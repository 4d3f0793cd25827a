//! Observability subsystem.
//!
//! # Data Flow
//! ```text
//! All subsystems produce:
//!     → tracing events with structured fields (route, matcher, counts)
//!
//! Consumers:
//!     → logging.rs subscriber writing to stderr
//! ```
//!
//! # Design Decisions
//! - Structured fields rather than formatted messages
//! - Filtered-out catalog records log at debug/trace only
//! - stdout stays free for command output

pub mod logging;
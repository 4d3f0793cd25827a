//! Configuration loading from disk.

use std::fs;
use std::path::Path;

use thiserror::Error;

use crate::config::schema::RouterConfig;
use crate::config::validation::{validate_config, ValidationError};

/// Error type for configuration loading.
#[derive(Debug, Error)]
pub enum ConfigError {
    #[error("IO error: {0}")]
    Io(#[from] std::io::Error),

    #[error("Parse error: {0}")]
    Parse(#[from] toml::de::Error),

    #[error("Validation failed: {}", join(.0))]
    Validation(Vec<ValidationError>),
}

fn join(errors: &[ValidationError]) -> String {
    errors
        .iter()
        .map(ToString::to_string)
        .collect::<Vec<_>>()
        .join(", ")
}

/// Load and validate configuration from a TOML file.
pub fn load_config(path: &Path) -> Result<RouterConfig, ConfigError> {
    let content = fs::read_to_string(path)?;
    let config: RouterConfig = toml::from_str(&content)?;

    validate_config(&config).map_err(ConfigError::Validation)?;

    Ok(config)
}
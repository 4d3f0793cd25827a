//! Route metadata resolution.
//!
//! A record describes its routing scope either through structured service
//! metadata or through a JSON object embedded in one of its tags. Sources are
//! tried in order; a later source only fills fields an earlier one left empty.

use crate::discovery::CatalogRecord;

/// Recognised `ServiceMeta` keys. The first key present wins.
const KEY_DISCOVERY_KEY: &[&str] = &["DiscoveryKey"];
const KEY_ENV: &[&str] = &["Environment", "Env"];
const KEY_BASE_ENV: &[&str] = &["BaseEnvironment", "BaseEnv"];
const KEY_SCHEME: &[&str] = &["Scheme"];
const KEY_BASE_PATH: &[&str] = &["BasePath"];

/// Routing metadata gathered from a record.
#[derive(Debug, Clone, Default, PartialEq, Eq)]
pub struct RouteMetadata {
    pub discovery_key: Option<String>,
    pub env: String,
    pub base_env: Option<String>,
    pub scheme: String,
    pub base_path: String,
}

impl RouteMetadata {
    /// True once both environment and scheme are known.
    pub fn is_scoped(&self) -> bool {
        !self.env.is_empty() && !self.scheme.is_empty()
    }

    fn fill_from(&mut self, other: RouteMetadata) {
        if self.discovery_key.is_none() {
            self.discovery_key = other.discovery_key;
        }
        if self.env.is_empty() {
            self.env = other.env;
        }
        if self.base_env.is_none() {
            self.base_env = other.base_env;
        }
        if self.scheme.is_empty() {
            self.scheme = other.scheme;
        }
        if self.base_path.is_empty() {
            self.base_path = other.base_path;
        }
    }
}

/// A source of routing metadata.
trait MetadataSource: Sync {
    fn read(&self, record: &CatalogRecord) -> Option<RouteMetadata>;
}

/// Structured `ServiceMeta` entries.
struct ServiceMeta;

impl ServiceMeta {
    fn lookup<'a>(record: &'a CatalogRecord, keys: &[&str]) -> Option<&'a str> {
        keys.iter()
            .filter_map(|k| record.service_meta.get(*k))
            .map(String::as_str)
            .find(|v| !v.is_empty())
    }
}

impl MetadataSource for ServiceMeta {
    fn read(&self, record: &CatalogRecord) -> Option<RouteMetadata> {
        let get = |keys: &[&str]| Self::lookup(record, keys).map(str::to_string);
        Some(RouteMetadata {
            discovery_key: get(KEY_DISCOVERY_KEY),
            env: get(KEY_ENV).unwrap_or_default(),
            base_env: get(KEY_BASE_ENV),
            scheme: get(KEY_SCHEME).unwrap_or_default(),
            base_path: get(KEY_BASE_PATH).unwrap_or_default(),
        })
    }
}

/// Descriptor object some registrations put into a tag.
///
/// Keys match case-insensitively, an exact spelling wins. `App` and `Label`
/// may be present and are ignored.
#[derive(Debug, Default)]
struct TagDescriptor {
    environment: String,
    scheme: String,
    base_path: String,
}

impl TagDescriptor {
    /// `None` when the tag is not a JSON object or a field is not a string.
    fn parse(tag: &str) -> Option<Self> {
        let value: serde_json::Value = serde_json::from_str(tag).ok()?;
        let object = value.as_object()?;

        let field = |name: &str| -> Option<String> {
            let value = object.get(name).or_else(|| {
                object
                    .iter()
                    .find(|(k, _)| k.eq_ignore_ascii_case(name))
                    .map(|(_, v)| v)
            });
            match value {
                None | Some(serde_json::Value::Null) => Some(String::new()),
                Some(serde_json::Value::String(s)) => Some(s.clone()),
                Some(_) => None,
            }
        };

        Some(Self {
            environment: field("Environment")?,
            scheme: field("Scheme")?,
            base_path: field("BasePath")?,
        })
    }
}

/// First tag holding a parseable JSON descriptor object.
struct EmbeddedTag;

impl MetadataSource for EmbeddedTag {
    fn read(&self, record: &CatalogRecord) -> Option<RouteMetadata> {
        let descriptor = record
            .service_tags
            .iter()
            .find_map(|tag| TagDescriptor::parse(tag))?;

        Some(RouteMetadata {
            discovery_key: None,
            env: descriptor.environment,
            base_env: None,
            scheme: descriptor.scheme,
            base_path: descriptor.base_path,
        })
    }
}

const SOURCES: &[&dyn MetadataSource] = &[&ServiceMeta, &EmbeddedTag];

/// Resolve routing metadata for a record.
///
/// Stops at the first source after which environment and scheme are known.
pub fn resolve(record: &CatalogRecord) -> RouteMetadata {
    let mut metadata = RouteMetadata::default();
    for source in SOURCES {
        if let Some(found) = source.read(record) {
            metadata.fill_from(found);
        }
        if metadata.is_scoped() {
            break;
        }
    }
    metadata
}
//! OS signal handling.

/// Wait for Ctrl-C (SIGINT).
pub async fn shutdown_signal() -> std::io::Result<()> {
    tokio::signal::ctrl_c().await?;
    tracing::info!("Shutdown signal received");
    Ok(())
}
....................
TASK DETAILS
Go through the data and return each line where the word "impl" appears.

SOLUTION TO THE EXERCISE
impl RouteMetadata {
impl ServiceMeta {
impl MetadataSource for ServiceMeta {
impl TagDescriptor {
impl MetadataSource for EmbeddedTag {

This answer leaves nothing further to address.